Austin restaurants now required to keep food scraps out of trash

The City of Austin is now requiring restaurants and food businesses to find other ways to use leftover food so it doesn't end up in a landfill. 

The ordinance took effect this week, but there are several ways restaurant owners can comply.

Some solutions proposed by the city include donating extra food to feed the hungry, sending food scraps to animal farms or composting. 

For those struggling with the ordinance, the city and the restaurant association say they are there to help. “We have 6,000 restaurants in this city,” said Skeeter Miller, owner of County Line Restaurants.

Now all 6,000 will have to develop a plan to divert organic materials, like food or paper products, from landfills.  That can include composting, employee education, inventory control, posting signs, and providing access for employees to use food scraps. “If you can at least do two of the items out of the five then your cleared, let's say for instance, not to have to do the composting piece,” Miller said.   

The city said currently 37 percent of waste sent to landfills is organic.
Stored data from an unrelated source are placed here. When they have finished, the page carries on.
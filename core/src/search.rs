use crate::corpus::Corpus;
use crate::coverage;
use crate::error::{Error, Result};
use crate::normalize::normalize;
use crate::{PantryQuery, RankedRecipe, Recipe, SearchPage};

/// Filter point for the `diet` query parameter.
pub trait DietPolicy: Send + Sync {
    fn allows(&self, recipe: &Recipe, diet: &str) -> bool;
}

/// No diet taxonomy: every recipe passes.
#[derive(Debug, Default, Clone, Copy)]
pub struct AcceptAll;

impl DietPolicy for AcceptAll {
    fn allows(&self, _recipe: &Recipe, _diet: &str) -> bool { true }
}

pub fn validate(query: &PantryQuery) -> Result<()> {
    if query.page < 1 {
        return Err(Error::InvalidQuery(format!("page must be >= 1, got {}", query.page)));
    }
    if query.limit < 1 {
        return Err(Error::InvalidQuery(format!("limit must be >= 1, got {}", query.limit)));
    }
    if matches!(&query.diet, Some(d) if d.trim().is_empty()) {
        return Err(Error::InvalidQuery("diet must not be blank".into()));
    }
    Ok(())
}

/// Rank every recipe in `corpus` by pantry coverage and return one page.
///
/// Sorting is stable, so equal coverage keeps corpus order.
pub fn search(corpus: &Corpus, query: &PantryQuery, diet_policy: &dyn DietPolicy) -> Result<SearchPage> {
    validate(query)?;
    let pantry: Vec<String> = query.ingredients.iter().map(|i| normalize(i)).collect();

    let mut scored: Vec<(usize, f32, Vec<String>)> = Vec::new();
    for (pos, recipe) in corpus.recipes().iter().enumerate() {
        if matches!(query.max_time, Some(max) if recipe.time_minutes > max) {
            continue;
        }
        if let Some(diet) = &query.diet {
            if !diet_policy.allows(recipe, diet) {
                continue;
            }
        }
        let (cov, missing) = coverage::score(&pantry, &recipe.normalized_ingredients);
        scored.push((pos, cov, missing));
    }
    scored.sort_by(|a, b| b.1.total_cmp(&a.1));

    let total_results = scored.len();
    let total_pages = total_results.div_ceil(query.limit);
    let start = (query.page - 1).saturating_mul(query.limit).min(total_results);
    let end = start.saturating_add(query.limit).min(total_results);
    tracing::debug!(pantry = pantry.len(), total_results, page = query.page, "pantry search");

    let recipes = scored
        .drain(start..end)
        .map(|(pos, cov, missing)| RankedRecipe {
            recipe: corpus.recipes()[pos].clone(),
            pantry_coverage: cov,
            missing_ingredients: missing,
        })
        .collect();
    Ok(SearchPage { recipes, total_results, page: query.page, total_pages })
}

#[cfg(test)]
mod tests {
    use super::*;

    struct OnlyTagged;
    impl DietPolicy for OnlyTagged {
        fn allows(&self, recipe: &Recipe, diet: &str) -> bool { recipe.tags.iter().any(|t| t == diet) }
    }

    fn corpus() -> Corpus {
        Corpus::new(
            vec![
                Recipe::new(1, "slow").with_ingredients(["rice"]).with_time(90).with_tags(["vegan"]),
                Recipe::new(2, "fast").with_ingredients(["rice", "fish"]).with_time(15),
            ],
            0,
        )
        .unwrap()
    }

    #[test]
    fn rejects_bad_pagination() {
        let c = corpus();
        assert!(matches!(search(&c, &PantryQuery::new(["rice"]).page(0, 5), &AcceptAll), Err(Error::InvalidQuery(_))));
        assert!(matches!(search(&c, &PantryQuery::new(["rice"]).page(1, 0), &AcceptAll), Err(Error::InvalidQuery(_))));
        assert!(matches!(search(&c, &PantryQuery::new(["rice"]).diet("  "), &AcceptAll), Err(Error::InvalidQuery(_))));
    }

    #[test]
    fn default_query_is_first_page() {
        let q = PantryQuery::new(["rice"]);
        assert_eq!((q.page, q.limit), (PantryQuery::DEFAULT_PAGE, PantryQuery::DEFAULT_LIMIT));
        let page = search(&corpus(), &q, &AcceptAll).unwrap();
        assert_eq!(page.page, 1);
        assert_eq!(page.total_pages, 1);
        assert_eq!(page.recipes.len(), 2);
    }

    #[test]
    fn max_time_filters() {
        let page = search(&corpus(), &PantryQuery::new(["rice"]).max_time(30), &AcceptAll).unwrap();
        assert_eq!(page.total_results, 1);
        assert_eq!(page.recipes[0].recipe.id, 2);
        assert_eq!(page.recipes[0].missing_ingredients, vec!["fish"]);
    }

    #[test]
    fn diet_goes_through_policy() {
        let q = PantryQuery::new(["rice"]).diet("vegan");
        assert_eq!(search(&corpus(), &q, &AcceptAll).unwrap().total_results, 2);
        let page = search(&corpus(), &q, &OnlyTagged).unwrap();
        assert_eq!(page.total_results, 1);
        assert_eq!(page.recipes[0].recipe.id, 1);
    }

    #[test]
    fn empty_corpus_has_no_pages() {
        let page = search(&Corpus::default(), &PantryQuery::new(["rice"]), &AcceptAll).unwrap();
        assert_eq!(page.total_results, 0);
        assert_eq!(page.total_pages, 0);
        assert!(page.recipes.is_empty());
    }

    #[test]
    fn page_past_end_is_empty() {
        let page = search(&corpus(), &PantryQuery::new(["rice"]).page(5, 1), &AcceptAll).unwrap();
        assert!(page.recipes.is_empty());
        assert_eq!(page.total_pages, 2);
        assert_eq!(page.page, 5);
    }
}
That's why Austin’s Universal Recycling Ordinance requires business owners to give employees a different option for food scraps. 

“Everybody needs to do this, it's just, can you afford it?” said Miller.   
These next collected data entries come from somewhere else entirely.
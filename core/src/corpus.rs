use crate::error::{Error, Result};
use crate::index::IngredientIndex;
use crate::{Recipe, RecipeId};
use std::collections::{BTreeSet, HashMap};

/// An immutable generation of the recipe collection and its ingredient index.
/// Replaced wholesale on reload, never mutated.
#[derive(Debug, Default)]
pub struct Corpus {
    generation: u64,
    recipes: Vec<Recipe>,
    by_id: HashMap<RecipeId, usize>,
    index: IngredientIndex,
}

impl Corpus {
    /// Prepares every recipe (normalized ingredients, tags) and indexes them.
    /// Recipe ids must be unique.
    pub fn new(mut recipes: Vec<Recipe>, generation: u64) -> Result<Self> {
        let mut by_id = HashMap::with_capacity(recipes.len());
        for (pos, recipe) in recipes.iter_mut().enumerate() {
            if by_id.insert(recipe.id, pos).is_some() {
                return Err(Error::DuplicateRecipe(recipe.id));
            }
            recipe.prepare();
        }
        let index = IngredientIndex::build(&recipes, generation);
        tracing::info!(
            generation,
            num_recipes = recipes.len(),
            num_ingredients = index.num_ingredients(),
            "corpus loaded"
        );
        Ok(Self { generation, recipes, by_id, index })
    }

    pub fn generation(&self) -> u64 { self.generation }
    pub fn len(&self) -> usize { self.recipes.len() }
    pub fn is_empty(&self) -> bool { self.recipes.is_empty() }
    pub fn recipes(&self) -> &[Recipe] { &self.recipes }

    pub fn get(&self, id: RecipeId) -> Option<&Recipe> {
        self.by_id.get(&id).map(|&pos| &self.recipes[pos])
    }

    pub fn recipe(&self, id: RecipeId) -> Result<&Recipe> {
        self.get(id).ok_or(Error::NotFound(id))
    }

    pub fn ingredient_index(&self) -> Result<&IngredientIndex> {
        self.index.ensure_generation(self.generation)?;
        Ok(&self.index)
    }

    /// Positions of recipes that could score above zero for `pantry`
    /// (normalized), plus every recipe with no ingredients.
    pub fn candidates(&self, pantry: &[String]) -> Result<BTreeSet<usize>> {
        let mut out = self.ingredient_index()?.candidates(pantry);
        out.extend(
            self.recipes
                .iter()
                .enumerate()
                .filter(|(_, r)| r.normalized_ingredients.is_empty())
                .map(|(pos, _)| pos),
        );
        Ok(out)
    }
}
Miller, who also sits on the board of the Texas Restaurant Association, said when the ordinance was discussed five years ago he wasn't able to afford it because of a lack of affordable haulers. “At that time, yes, it was going to cost my restaurant almost $10,000 more a year and that's real money in our business,” Miller said.  
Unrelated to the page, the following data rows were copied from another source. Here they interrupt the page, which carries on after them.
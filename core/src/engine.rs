use crate::config::EngineConfig;
use crate::corpus::Corpus;
use crate::error::Result;
use crate::model::ModelStats;
use crate::recommend::Recommender;
use crate::search::{self, AcceptAll, DietPolicy};
use crate::{Neighbor, PantryQuery, Recipe, RecipeId, SearchPage};
use parking_lot::{Mutex, RwLock};
use std::path::Path;
use std::sync::Arc;

/// Owns the current corpus snapshot and the recommender.
///
/// The corpus and the vector model are swapped independently. A model may
/// still name recipes the current corpus has dropped; those are skipped when
/// recommendations are resolved to recipes.
pub struct PantryEngine {
    corpus: RwLock<Arc<Corpus>>,
    reload_lock: Mutex<u64>,
    recommender: Recommender,
    diet_policy: Box<dyn DietPolicy>,
}

impl PantryEngine {
    pub fn new(config: EngineConfig) -> Self {
        Self {
            corpus: RwLock::new(Arc::new(Corpus::default())),
            reload_lock: Mutex::new(0),
            recommender: Recommender::new(config),
            diet_policy: Box::new(AcceptAll),
        }
    }

    pub fn with_diet_policy(mut self, policy: impl DietPolicy + 'static) -> Self {
        self.diet_policy = Box::new(policy);
        self
    }

    /// Build a new corpus generation from `recipes` and swap it in. Readers
    /// holding the previous snapshot keep it until they drop it.
    pub fn load_recipes(&self, recipes: Vec<Recipe>) -> Result<Arc<Corpus>> {
        let mut generation = self.reload_lock.lock();
        let corpus = Arc::new(Corpus::new(recipes, *generation + 1)?);
        *generation += 1;
        *self.corpus.write() = Arc::clone(&corpus);
        Ok(corpus)
    }

    pub fn corpus(&self) -> Arc<Corpus> { Arc::clone(&self.corpus.read()) }
    pub fn recommender(&self) -> &Recommender { &self.recommender }

    pub fn search(&self, query: &PantryQuery) -> Result<SearchPage> {
        search::search(&self.corpus(), query, self.diet_policy.as_ref())
    }

    pub fn recipe(&self, id: RecipeId) -> Result<Recipe> {
        self.corpus().recipe(id).cloned()
    }

    /// Retrain the vector model on the current corpus snapshot.
    pub fn train(&self) -> Result<bool> {
        self.recommender.train(&self.corpus())
    }

    pub fn save_model<P: AsRef<Path>>(&self, dir: P) -> Result<()> { self.recommender.save(dir) }
    pub fn load_model<P: AsRef<Path>>(&self, dir: P) -> Result<()> { self.recommender.load(dir) }
    pub fn model_stats(&self) -> ModelStats { self.recommender.stats() }

    pub fn recommend<S: AsRef<str>>(
        &self,
        pantry: &[S],
        n: usize,
        exclude: &[RecipeId],
        min_score: f32,
    ) -> Result<Vec<Neighbor>> {
        self.recommender.recommend(pantry, n, exclude, min_score)
    }

    pub fn similar_to(&self, recipe_id: RecipeId, n: usize) -> Result<Vec<Neighbor>> {
        self.recommender.similar_to(recipe_id, n)
    }

    /// Recommendations paired with their recipes from the current corpus.
    pub fn recommend_recipes<S: AsRef<str>>(
        &self,
        pantry: &[S],
        n: usize,
        exclude: &[RecipeId],
        min_score: f32,
    ) -> Result<Vec<(Recipe, f32)>> {
        let hits = self.recommend(pantry, n, exclude, min_score)?;
        let corpus = self.corpus();
        Ok(hits
            .into_iter()
            .filter_map(|h| corpus.get(h.recipe_id).map(|r| (r.clone(), h.score)))
            .collect())
    }
}

impl Default for PantryEngine {
    fn default() -> Self { Self::new(EngineConfig::default()) }
}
That's why the city chose to phase in organic diversion requirements.

Because now, with more haulers in the city, the price of composting has dropped significantly. 

One cheap way miller's staff has been able to cut down on organic waste is to use leftovers in other ways. For example, turn leftover bread into bread pudding and leftover meat into soup. “You get your vegetables precut before they come to your restaurant so you don't have a lot of waste, you have smaller portions on your plates,” said Miller. 

The ordinance applies to all food-permitted businesses, including grocery stores, food trucks and catering companies. The city hopes it will help them get one step closer to their goal of reaching zero waste by 2040. “I think we're in a good place. I think we're doing the right thing and so I'm behind it 100 percent,” Miller said.  

Businesses that don't comply can be fined from $200-2,000 a day. 

Those that do can get some financial help in the form of tax incentives.